*** Opening of Stored data ***

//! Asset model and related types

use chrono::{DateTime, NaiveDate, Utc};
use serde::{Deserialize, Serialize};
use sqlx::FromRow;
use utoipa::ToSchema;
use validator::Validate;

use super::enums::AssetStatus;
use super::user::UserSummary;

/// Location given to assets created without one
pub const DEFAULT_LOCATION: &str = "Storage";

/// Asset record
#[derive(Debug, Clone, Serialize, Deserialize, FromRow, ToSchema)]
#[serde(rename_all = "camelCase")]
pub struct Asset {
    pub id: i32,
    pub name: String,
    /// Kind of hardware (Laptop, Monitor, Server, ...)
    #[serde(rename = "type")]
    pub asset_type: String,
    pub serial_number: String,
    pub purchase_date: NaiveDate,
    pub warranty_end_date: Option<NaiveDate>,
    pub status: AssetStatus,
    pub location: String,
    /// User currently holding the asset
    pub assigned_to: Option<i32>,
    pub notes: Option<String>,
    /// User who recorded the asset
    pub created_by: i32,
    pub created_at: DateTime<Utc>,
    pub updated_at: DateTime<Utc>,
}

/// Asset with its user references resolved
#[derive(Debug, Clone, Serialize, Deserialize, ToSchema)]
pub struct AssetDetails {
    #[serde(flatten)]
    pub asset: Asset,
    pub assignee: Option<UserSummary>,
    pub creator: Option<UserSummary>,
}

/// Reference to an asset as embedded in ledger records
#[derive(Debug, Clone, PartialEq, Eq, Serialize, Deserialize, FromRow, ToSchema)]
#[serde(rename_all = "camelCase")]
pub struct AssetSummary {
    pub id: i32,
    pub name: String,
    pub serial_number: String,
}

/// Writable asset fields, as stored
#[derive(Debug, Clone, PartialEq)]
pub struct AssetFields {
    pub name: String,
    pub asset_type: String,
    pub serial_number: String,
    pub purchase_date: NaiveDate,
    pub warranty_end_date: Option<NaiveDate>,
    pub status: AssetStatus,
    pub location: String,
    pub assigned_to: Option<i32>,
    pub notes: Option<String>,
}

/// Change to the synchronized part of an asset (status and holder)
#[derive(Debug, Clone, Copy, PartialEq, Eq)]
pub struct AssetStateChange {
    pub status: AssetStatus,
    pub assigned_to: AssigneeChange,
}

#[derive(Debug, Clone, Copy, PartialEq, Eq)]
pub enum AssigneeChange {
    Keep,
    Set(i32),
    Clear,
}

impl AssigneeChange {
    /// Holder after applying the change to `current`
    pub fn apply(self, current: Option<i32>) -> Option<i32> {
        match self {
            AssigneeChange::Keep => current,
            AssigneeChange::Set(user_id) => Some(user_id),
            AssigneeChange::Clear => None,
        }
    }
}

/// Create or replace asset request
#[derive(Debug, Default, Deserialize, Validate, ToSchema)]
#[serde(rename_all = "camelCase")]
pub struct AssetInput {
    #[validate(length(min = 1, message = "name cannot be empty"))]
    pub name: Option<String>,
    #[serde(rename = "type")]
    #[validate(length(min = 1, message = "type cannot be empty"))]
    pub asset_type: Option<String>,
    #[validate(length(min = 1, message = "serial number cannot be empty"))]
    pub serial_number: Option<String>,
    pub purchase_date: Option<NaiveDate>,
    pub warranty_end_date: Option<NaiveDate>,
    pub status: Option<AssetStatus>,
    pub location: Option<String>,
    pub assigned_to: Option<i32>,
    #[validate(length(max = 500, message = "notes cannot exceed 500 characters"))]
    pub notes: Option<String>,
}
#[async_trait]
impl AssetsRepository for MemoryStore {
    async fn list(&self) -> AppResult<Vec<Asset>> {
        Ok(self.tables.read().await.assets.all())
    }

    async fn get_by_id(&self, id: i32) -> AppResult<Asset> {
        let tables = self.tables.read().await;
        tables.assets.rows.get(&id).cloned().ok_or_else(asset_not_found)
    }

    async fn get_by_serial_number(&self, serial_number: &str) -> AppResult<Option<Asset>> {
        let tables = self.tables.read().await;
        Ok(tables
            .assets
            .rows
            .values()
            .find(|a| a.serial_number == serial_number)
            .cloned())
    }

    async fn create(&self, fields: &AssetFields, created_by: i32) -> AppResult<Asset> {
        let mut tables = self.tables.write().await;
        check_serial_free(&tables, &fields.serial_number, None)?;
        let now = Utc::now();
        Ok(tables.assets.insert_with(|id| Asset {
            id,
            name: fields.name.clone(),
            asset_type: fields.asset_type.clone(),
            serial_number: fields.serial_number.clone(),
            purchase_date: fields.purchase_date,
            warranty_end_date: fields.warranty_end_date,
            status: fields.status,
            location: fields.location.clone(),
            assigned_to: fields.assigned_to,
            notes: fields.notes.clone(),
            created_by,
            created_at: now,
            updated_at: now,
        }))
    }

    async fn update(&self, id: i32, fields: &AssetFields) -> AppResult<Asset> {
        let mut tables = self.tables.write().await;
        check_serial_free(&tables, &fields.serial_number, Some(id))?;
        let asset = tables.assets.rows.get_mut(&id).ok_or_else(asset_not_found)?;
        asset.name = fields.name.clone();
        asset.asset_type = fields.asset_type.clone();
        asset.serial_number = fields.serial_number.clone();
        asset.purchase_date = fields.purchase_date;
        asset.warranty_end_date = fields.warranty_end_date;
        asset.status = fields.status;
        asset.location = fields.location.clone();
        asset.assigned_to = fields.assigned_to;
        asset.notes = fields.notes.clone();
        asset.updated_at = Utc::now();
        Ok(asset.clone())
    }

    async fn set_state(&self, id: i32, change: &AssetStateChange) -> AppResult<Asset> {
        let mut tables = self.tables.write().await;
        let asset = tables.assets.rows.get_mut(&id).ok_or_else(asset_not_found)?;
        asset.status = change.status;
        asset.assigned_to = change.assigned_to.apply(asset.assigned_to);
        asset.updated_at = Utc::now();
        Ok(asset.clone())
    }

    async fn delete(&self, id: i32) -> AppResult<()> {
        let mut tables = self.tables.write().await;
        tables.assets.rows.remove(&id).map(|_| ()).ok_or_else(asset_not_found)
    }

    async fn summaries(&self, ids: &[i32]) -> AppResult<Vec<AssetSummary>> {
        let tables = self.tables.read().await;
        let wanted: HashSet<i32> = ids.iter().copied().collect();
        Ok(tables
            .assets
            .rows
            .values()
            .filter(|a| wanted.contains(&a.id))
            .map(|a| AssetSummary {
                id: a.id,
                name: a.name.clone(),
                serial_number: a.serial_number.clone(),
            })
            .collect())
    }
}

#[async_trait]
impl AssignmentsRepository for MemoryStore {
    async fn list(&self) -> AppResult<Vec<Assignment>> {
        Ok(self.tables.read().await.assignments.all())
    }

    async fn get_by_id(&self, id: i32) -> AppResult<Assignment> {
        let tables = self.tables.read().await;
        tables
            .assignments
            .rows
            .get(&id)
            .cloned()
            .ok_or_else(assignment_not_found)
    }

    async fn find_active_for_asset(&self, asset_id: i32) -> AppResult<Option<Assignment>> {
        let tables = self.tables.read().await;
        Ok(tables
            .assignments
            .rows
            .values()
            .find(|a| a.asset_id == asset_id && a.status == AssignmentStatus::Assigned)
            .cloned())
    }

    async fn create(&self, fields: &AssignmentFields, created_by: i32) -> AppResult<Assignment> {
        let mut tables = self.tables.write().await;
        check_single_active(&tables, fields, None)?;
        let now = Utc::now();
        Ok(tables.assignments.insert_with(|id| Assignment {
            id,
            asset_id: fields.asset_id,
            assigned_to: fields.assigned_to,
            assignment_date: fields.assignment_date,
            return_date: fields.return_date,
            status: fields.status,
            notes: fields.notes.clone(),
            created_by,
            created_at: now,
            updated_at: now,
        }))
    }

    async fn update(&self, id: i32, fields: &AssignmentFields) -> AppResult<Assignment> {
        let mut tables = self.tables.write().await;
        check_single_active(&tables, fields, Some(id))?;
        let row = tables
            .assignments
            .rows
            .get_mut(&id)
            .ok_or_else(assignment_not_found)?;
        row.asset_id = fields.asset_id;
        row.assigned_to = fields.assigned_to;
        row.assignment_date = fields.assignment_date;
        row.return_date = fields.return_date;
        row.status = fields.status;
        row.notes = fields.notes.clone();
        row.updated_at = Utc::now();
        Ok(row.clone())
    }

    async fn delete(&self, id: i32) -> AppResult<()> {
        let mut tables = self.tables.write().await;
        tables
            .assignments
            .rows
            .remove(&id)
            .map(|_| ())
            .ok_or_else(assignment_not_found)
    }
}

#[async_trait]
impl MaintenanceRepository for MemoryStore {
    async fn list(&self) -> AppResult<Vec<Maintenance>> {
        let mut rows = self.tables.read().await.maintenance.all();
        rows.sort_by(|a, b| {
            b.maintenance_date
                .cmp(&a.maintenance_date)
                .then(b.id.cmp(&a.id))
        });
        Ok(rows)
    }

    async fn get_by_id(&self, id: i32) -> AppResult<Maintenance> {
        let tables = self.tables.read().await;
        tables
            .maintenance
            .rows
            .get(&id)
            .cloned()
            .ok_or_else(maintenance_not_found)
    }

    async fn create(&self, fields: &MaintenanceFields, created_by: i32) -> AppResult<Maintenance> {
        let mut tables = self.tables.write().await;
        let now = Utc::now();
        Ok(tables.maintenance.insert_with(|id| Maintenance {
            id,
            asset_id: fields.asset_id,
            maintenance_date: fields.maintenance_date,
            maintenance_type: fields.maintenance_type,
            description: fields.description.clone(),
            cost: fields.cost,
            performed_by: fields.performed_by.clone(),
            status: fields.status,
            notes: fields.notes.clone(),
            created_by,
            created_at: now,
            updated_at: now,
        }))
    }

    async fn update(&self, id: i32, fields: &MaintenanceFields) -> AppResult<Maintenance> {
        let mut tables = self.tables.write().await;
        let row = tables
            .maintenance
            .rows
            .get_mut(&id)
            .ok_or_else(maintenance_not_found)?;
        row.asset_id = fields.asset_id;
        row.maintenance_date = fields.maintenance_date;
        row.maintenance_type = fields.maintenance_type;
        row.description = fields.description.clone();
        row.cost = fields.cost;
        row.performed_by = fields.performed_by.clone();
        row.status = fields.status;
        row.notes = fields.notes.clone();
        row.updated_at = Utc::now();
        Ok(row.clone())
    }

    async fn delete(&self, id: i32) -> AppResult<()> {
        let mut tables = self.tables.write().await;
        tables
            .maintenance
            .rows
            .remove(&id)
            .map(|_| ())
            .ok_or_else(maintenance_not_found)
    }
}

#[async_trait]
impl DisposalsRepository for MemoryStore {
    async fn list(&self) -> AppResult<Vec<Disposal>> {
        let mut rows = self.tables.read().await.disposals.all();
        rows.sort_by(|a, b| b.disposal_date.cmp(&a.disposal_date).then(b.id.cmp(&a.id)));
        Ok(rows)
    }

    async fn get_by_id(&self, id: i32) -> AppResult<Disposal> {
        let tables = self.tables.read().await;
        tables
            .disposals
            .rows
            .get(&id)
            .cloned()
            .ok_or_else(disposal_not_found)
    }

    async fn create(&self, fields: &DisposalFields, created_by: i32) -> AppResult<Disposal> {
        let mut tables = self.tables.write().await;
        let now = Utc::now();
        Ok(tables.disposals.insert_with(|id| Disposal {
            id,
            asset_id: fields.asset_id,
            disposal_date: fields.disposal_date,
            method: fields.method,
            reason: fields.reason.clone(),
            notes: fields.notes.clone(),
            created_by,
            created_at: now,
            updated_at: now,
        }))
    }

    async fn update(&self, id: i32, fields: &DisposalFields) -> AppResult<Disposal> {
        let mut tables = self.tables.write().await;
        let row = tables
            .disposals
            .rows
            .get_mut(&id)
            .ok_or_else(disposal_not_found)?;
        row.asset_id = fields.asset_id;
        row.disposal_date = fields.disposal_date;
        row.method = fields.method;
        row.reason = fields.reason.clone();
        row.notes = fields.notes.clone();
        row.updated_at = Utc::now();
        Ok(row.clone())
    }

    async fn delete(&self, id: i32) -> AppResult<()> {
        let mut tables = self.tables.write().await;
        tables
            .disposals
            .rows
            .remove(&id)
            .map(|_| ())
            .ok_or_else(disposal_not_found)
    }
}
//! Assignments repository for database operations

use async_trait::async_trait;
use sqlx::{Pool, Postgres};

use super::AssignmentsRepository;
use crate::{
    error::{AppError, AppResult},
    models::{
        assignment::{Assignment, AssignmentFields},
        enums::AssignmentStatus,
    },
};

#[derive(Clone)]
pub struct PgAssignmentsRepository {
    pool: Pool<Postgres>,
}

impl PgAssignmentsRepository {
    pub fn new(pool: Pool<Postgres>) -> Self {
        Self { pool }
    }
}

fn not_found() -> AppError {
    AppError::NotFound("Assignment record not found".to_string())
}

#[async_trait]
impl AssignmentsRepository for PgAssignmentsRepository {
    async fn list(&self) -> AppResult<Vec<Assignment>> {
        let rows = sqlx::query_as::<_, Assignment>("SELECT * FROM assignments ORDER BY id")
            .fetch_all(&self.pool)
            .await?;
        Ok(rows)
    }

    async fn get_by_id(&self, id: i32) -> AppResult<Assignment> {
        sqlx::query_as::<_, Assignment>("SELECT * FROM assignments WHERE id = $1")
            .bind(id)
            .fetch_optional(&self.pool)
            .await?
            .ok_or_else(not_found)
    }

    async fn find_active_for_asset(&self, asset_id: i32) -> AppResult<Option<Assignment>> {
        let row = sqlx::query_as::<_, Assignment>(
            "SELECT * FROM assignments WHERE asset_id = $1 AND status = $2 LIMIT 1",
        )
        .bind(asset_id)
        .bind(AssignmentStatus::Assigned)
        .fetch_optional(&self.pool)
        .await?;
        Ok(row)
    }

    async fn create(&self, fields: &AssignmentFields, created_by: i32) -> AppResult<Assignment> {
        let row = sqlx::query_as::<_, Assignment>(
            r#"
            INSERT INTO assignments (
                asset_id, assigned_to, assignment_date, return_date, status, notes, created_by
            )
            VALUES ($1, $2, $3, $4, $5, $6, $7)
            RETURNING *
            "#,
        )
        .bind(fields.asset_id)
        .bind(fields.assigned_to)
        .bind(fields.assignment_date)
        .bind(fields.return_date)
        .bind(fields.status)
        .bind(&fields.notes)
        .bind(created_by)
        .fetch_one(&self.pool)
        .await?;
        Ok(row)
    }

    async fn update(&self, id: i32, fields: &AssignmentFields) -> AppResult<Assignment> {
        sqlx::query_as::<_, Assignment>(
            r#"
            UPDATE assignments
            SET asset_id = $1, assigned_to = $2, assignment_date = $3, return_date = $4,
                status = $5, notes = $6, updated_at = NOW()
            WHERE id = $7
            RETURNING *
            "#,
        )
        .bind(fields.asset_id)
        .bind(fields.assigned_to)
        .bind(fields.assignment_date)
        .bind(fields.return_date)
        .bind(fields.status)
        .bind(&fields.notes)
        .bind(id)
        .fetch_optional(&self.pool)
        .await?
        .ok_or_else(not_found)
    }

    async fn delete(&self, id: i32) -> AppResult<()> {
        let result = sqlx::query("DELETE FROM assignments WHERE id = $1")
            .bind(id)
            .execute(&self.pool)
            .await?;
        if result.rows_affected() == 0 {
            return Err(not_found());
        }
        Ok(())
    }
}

*** Close of Stored data ***

__Activity__
All of the lines above that carry the string "AssetStateChange" need to be found and copied.

__Exercise result__
pub struct AssetStateChange {
    async fn set_state(&self, id: i32, change: &AssetStateChange) -> AppResult<Asset> {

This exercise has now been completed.